### [RECORDS FOR THE TASK]
☆ ☆ ☆ ☆
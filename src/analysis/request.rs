use crate::Result;
use crate::cards::card::Card;
use crate::simulation::scenario::Scenario;
use serde::Deserialize;

/// An analysis request as it arrives over the wire.
///
/// Cards are notation strings like `"Ah"`. Each profile stands for one
/// opponent; only the count matters, and an empty list means heads-up.
#[derive(Debug, Clone, Default, Deserialize)]
#[serde(default)]
pub struct Request {
    pub hero: Vec<String>,
    pub board: Vec<String>,
    pub dead: Vec<String>,
    pub profiles: Vec<String>,
    pub iterations: Option<usize>,
}

impl Request {
    pub fn opponents(&self) -> usize {
        self.profiles.len().max(1)
    }
    fn cards(tokens: &[String]) -> Result<Vec<Card>> {
        tokens.iter().map(|s| Card::try_from(s.as_str())).collect()
    }
}

/// card parsing fails before any validation of the table
impl TryFrom<&Request> for Scenario {
    type Error = crate::Error;
    fn try_from(request: &Request) -> Result<Self> {
        let hero = Request::cards(&request.hero)?;
        let board = Request::cards(&request.board)?;
        let dead = Request::cards(&request.dead)?;
        Scenario::new(&hero, &board, &dead, request.opponents())
    }
}

#[cfg(test)]
mod tests {
    use super::*;
    use crate::Error;

    #[test]
    fn parses_json() {
        let request = serde_json::from_str::<Request>(
            r#"{ "hero": ["Ah", "kd"], "board": ["Qh", "Jc", "2s"], "profiles": ["tight", "loose"] }"#,
        )
        .unwrap();
        let scenario = Scenario::try_from(&request).unwrap();
        assert_eq!(scenario.opponents(), 2);
        assert_eq!(scenario.board().size(), 3);
        assert_eq!(scenario.dead().size(), 0);
        assert_eq!(request.iterations, None);
    }

    #[test]
    fn no_profiles_means_heads_up() {
        let request = serde_json::from_str::<Request>(r#"{ "hero": ["Ah", "Kd"] }"#).unwrap();
        assert_eq!(request.opponents(), 1);
        assert_eq!(Scenario::try_from(&request).unwrap().opponents(), 1);
    }

    #[test]
    fn bad_card_fails_fast() {
        let request = Request {
            hero: vec!["Ah".into(), "Xx".into()],
            board: vec!["Ah".into()],
            ..Default::default()
        };
        assert!(matches!(Scenario::try_from(&request), Err(Error::InvalidCard(_))));
    }

    #[test]
    fn duplicates_rejected() {
        let request = Request {
            hero: vec!["Ah".into(), "Kd".into()],
            board: vec!["Qh".into(), "Jc".into(), "Ah".into()],
            ..Default::default()
        };
        assert!(matches!(Scenario::try_from(&request), Err(Error::DuplicateCard(_))));
    }
}
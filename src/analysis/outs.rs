use crate::Percent;
use crate::cards::card::Card;
use crate::cards::hand::Hand;
use crate::evaluation::strength::Strength;
use crate::simulation::scenario::Scenario;
use serde::Serialize;

/// Unseen cards that would improve hero's made hand if they fell next.
///
/// Only meaningful with a made 5-card hand and cards still to come, i.e. on
/// the flop or turn. Elsewhere the set is empty.
#[derive(Debug, Clone, Default, PartialEq, Serialize)]
pub struct Outs {
    cards: Vec<Card>,
    probability: Percent,
}

impl Outs {
    pub fn cards(&self) -> &[Card] {
        &self.cards
    }
    pub fn len(&self) -> usize {
        self.cards.len()
    }
    pub fn is_empty(&self) -> bool {
        self.cards.is_empty()
    }
    pub fn contains(&self, card: &Card) -> bool {
        self.cards.contains(card)
    }
    /// chance the very next card is an out
    pub fn probability(&self) -> Percent {
        self.probability
    }
}

impl From<&Scenario> for Outs {
    fn from(scenario: &Scenario) -> Self {
        match scenario.board().street() {
            Some(street) if street.is_drawing() => {}
            _ => return Self::default(),
        }
        let pocket = scenario.pocket();
        let current = u32::from(Strength::from(pocket));
        let cards = scenario
            .deck()
            .into_iter()
            .filter(|card| u32::from(Strength::from(Hand::add(pocket, Hand::from(*card)))) > current)
            .collect::<Vec<Card>>();
        let probability = 100.0 * cards.len() as Percent / scenario.unknown() as Percent;
        Self { cards, probability }
    }
}

#[cfg(test)]
mod tests {
    use super::*;
    use crate::cards::suit::Suit;

    fn outs(hero: &str, board: &str, dead: &str) -> Outs {
        let hero = Card::parse(hero).unwrap();
        let board = Card::parse(board).unwrap();
        let dead = Card::parse(dead).unwrap();
        Outs::from(&Scenario::new(&hero, &board, &dead, 1).unwrap())
    }

    #[test]
    fn broadway_and_flush_outs() {
        let outs = outs("Ah Kh", "Qh Jh 2c", "");
        assert!(outs.contains(&Card::try_from("Th").unwrap()));
        assert!(outs.contains(&Card::try_from("Tc").unwrap()));
        let hearts = (0..52u8)
            .map(Card::from)
            .filter(|c| c.suit() == Suit::Heart)
            .filter(|c| !["Ah", "Kh", "Qh", "Jh"].contains(&c.to_string().as_str()))
            .collect::<Vec<Card>>();
        assert_eq!(hearts.len(), 9);
        assert!(hearts.iter().all(|h| outs.contains(h)));
        assert!(!outs.contains(&Card::try_from("Qh").unwrap()));
    }

    #[test]
    fn cards_below_the_kickers_are_not_outs() {
        let outs = outs("Ah Kd", "Qh Jc 9s", "");
        assert!(outs.contains(&Card::try_from("Td").unwrap()));
        assert!(outs.contains(&Card::try_from("9d").unwrap()));
        assert!(!outs.contains(&Card::try_from("2d").unwrap()));
        assert!(!outs.contains(&Card::try_from("7c").unwrap()));
    }

    #[test]
    fn dead_cards_are_not_outs() {
        let outs = outs("Ah Kh", "Qh Jh 2c", "Th 5h");
        assert!(!outs.contains(&Card::try_from("Th").unwrap()));
        assert!(!outs.contains(&Card::try_from("5h").unwrap()));
        assert!(outs.contains(&Card::try_from("9h").unwrap()));
    }

    #[test]
    fn hit_probability() {
        let outs = outs("Ah Kh", "Qh Jh 2c", "");
        let expected = 100.0 * outs.len() as f32 / 47.0;
        assert!((outs.probability() - expected).abs() < 1e-4);
        assert!(outs.probability() <= 100.0);
    }

    #[test]
    fn nothing_to_improve_without_a_flop_or_with_a_river() {
        assert!(outs("Ah Kh", "", "").is_empty());
        assert!(outs("Ah Kh", "Qh Jh", "").is_empty());
        assert!(outs("Ah Kh", "Qh Jh 2c 3d 4s", "").is_empty());
    }

    #[test]
    fn nuts_have_no_outs() {
        assert!(outs("Ah Kh", "Qh Jh Th", "").is_empty());
    }
}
☆ ☆ ☆ ☆
### [WORK TO BE COMPLETED]
Make a verbatim copy of each record.

### [COMPLETED TASK]
filename src/analysis/request.rs
use crate::Result;
use crate::cards::card::Card;
use crate::simulation::scenario::Scenario;
use serde::Deserialize;

/// An analysis request as it arrives over the wire.
///
/// Cards are notation strings like `"Ah"`. Each profile stands for one
/// opponent; only the count matters, and an empty list means heads-up.
#[derive(Debug, Clone, Default, Deserialize)]
#[serde(default)]
pub struct Request {
    pub hero: Vec<String>,
    pub board: Vec<String>,
    pub dead: Vec<String>,
    pub profiles: Vec<String>,
    pub iterations: Option<usize>,
}

impl Request {
    pub fn opponents(&self) -> usize {
        self.profiles.len().max(1)
    }
    fn cards(tokens: &[String]) -> Result<Vec<Card>> {
        tokens.iter().map(|s| Card::try_from(s.as_str())).collect()
    }
}

/// card parsing fails before any validation of the table
impl TryFrom<&Request> for Scenario {
    type Error = crate::Error;
    fn try_from(request: &Request) -> Result<Self> {
        let hero = Request::cards(&request.hero)?;
        let board = Request::cards(&request.board)?;
        let dead = Request::cards(&request.dead)?;
        Scenario::new(&hero, &board, &dead, request.opponents())
    }
}

#[cfg(test)]
mod tests {
    use super::*;
    use crate::Error;

    #[test]
    fn parses_json() {
        let request = serde_json::from_str::<Request>(
            r#"{ "hero": ["Ah", "kd"], "board": ["Qh", "Jc", "2s"], "profiles": ["tight", "loose"] }"#,
        )
        .unwrap();
        let scenario = Scenario::try_from(&request).unwrap();
        assert_eq!(scenario.opponents(), 2);
        assert_eq!(scenario.board().size(), 3);
        assert_eq!(scenario.dead().size(), 0);
        assert_eq!(request.iterations, None);
    }

    #[test]
    fn no_profiles_means_heads_up() {
        let request = serde_json::from_str::<Request>(r#"{ "hero": ["Ah", "Kd"] }"#).unwrap();
        assert_eq!(request.opponents(), 1);
        assert_eq!(Scenario::try_from(&request).unwrap().opponents(), 1);
    }

    #[test]
    fn bad_card_fails_fast() {
        let request = Request {
            hero: vec!["Ah".into(), "Xx".into()],
            board: vec!["Ah".into()],
            ..Default::default()
        };
        assert!(matches!(Scenario::try_from(&request), Err(Error::InvalidCard(_))));
    }

    #[test]
    fn duplicates_rejected() {
        let request = Request {
            hero: vec!["Ah".into(), "Kd".into()],
            board: vec!["Qh".into(), "Jc".into(), "Ah".into()],
            ..Default::default()
        };
        assert!(matches!(Scenario::try_from(&request), Err(Error::DuplicateCard(_))));
    }
}
filename src/analysis/outs.rs
use crate::Percent;
use crate::cards::card::Card;
use crate::cards::hand::Hand;
use crate::evaluation::strength::Strength;
use crate::simulation::scenario::Scenario;
use serde::Serialize;

/// Unseen cards that would improve hero's made hand if they fell next.
///
/// Only meaningful with a made 5-card hand and cards still to come, i.e. on
/// the flop or turn. Elsewhere the set is empty.
#[derive(Debug, Clone, Default, PartialEq, Serialize)]
pub struct Outs {
    cards: Vec<Card>,
    probability: Percent,
}

impl Outs {
    pub fn cards(&self) -> &[Card] {
        &self.cards
    }
    pub fn len(&self) -> usize {
        self.cards.len()
    }
    pub fn is_empty(&self) -> bool {
        self.cards.is_empty()
    }
    pub fn contains(&self, card: &Card) -> bool {
        self.cards.contains(card)
    }
    /// chance the very next card is an out
    pub fn probability(&self) -> Percent {
        self.probability
    }
}

impl From<&Scenario> for Outs {
    fn from(scenario: &Scenario) -> Self {
        match scenario.board().street() {
            Some(street) if street.is_drawing() => {}
            _ => return Self::default(),
        }
        let pocket = scenario.pocket();
        let current = u32::from(Strength::from(pocket));
        let cards = scenario
            .deck()
            .into_iter()
            .filter(|card| u32::from(Strength::from(Hand::add(pocket, Hand::from(*card)))) > current)
            .collect::<Vec<Card>>();
        let probability = 100.0 * cards.len() as Percent / scenario.unknown() as Percent;
        Self { cards, probability }
    }
}

#[cfg(test)]
mod tests {
    use super::*;
    use crate::cards::suit::Suit;

    fn outs(hero: &str, board: &str, dead: &str) -> Outs {
        let hero = Card::parse(hero).unwrap();
        let board = Card::parse(board).unwrap();
        let dead = Card::parse(dead).unwrap();
        Outs::from(&Scenario::new(&hero, &board, &dead, 1).unwrap())
    }

    #[test]
    fn broadway_and_flush_outs() {
        let outs = outs("Ah Kh", "Qh Jh 2c", "");
        assert!(outs.contains(&Card::try_from("Th").unwrap()));
        assert!(outs.contains(&Card::try_from("Tc").unwrap()));
        let hearts = (0..52u8)
            .map(Card::from)
            .filter(|c| c.suit() == Suit::Heart)
            .filter(|c| !["Ah", "Kh", "Qh", "Jh"].contains(&c.to_string().as_str()))
            .collect::<Vec<Card>>();
        assert_eq!(hearts.len(), 9);
        assert!(hearts.iter().all(|h| outs.contains(h)));
        assert!(!outs.contains(&Card::try_from("Qh").unwrap()));
    }

    #[test]
    fn cards_below_the_kickers_are_not_outs() {
        let outs = outs("Ah Kd", "Qh Jc 9s", "");
        assert!(outs.contains(&Card::try_from("Td").unwrap()));
        assert!(outs.contains(&Card::try_from("9d").unwrap()));
        assert!(!outs.contains(&Card::try_from("2d").unwrap()));
        assert!(!outs.contains(&Card::try_from("7c").unwrap()));
    }

    #[test]
    fn dead_cards_are_not_outs() {
        let outs = outs("Ah Kh", "Qh Jh 2c", "Th 5h");
        assert!(!outs.contains(&Card::try_from("Th").unwrap()));
        assert!(!outs.contains(&Card::try_from("5h").unwrap()));
        assert!(outs.contains(&Card::try_from("9h").unwrap()));
    }

    #[test]
    fn hit_probability() {
        let outs = outs("Ah Kh", "Qh Jh 2c", "");
        let expected = 100.0 * outs.len() as f32 / 47.0;
        assert!((outs.probability() - expected).abs() < 1e-4);
        assert!(outs.probability() <= 100.0);
    }

    #[test]
    fn nothing_to_improve_without_a_flop_or_with_a_river() {
        assert!(outs("Ah Kh", "", "").is_empty());
        assert!(outs("Ah Kh", "Qh Jh", "").is_empty());
        assert!(outs("Ah Kh", "Qh Jh 2c 3d 4s", "").is_empty());
    }

    #[test]
    fn nuts_have_no_outs() {
        assert!(outs("Ah Kh", "Qh Jh Th", "").is_empty());
    }
}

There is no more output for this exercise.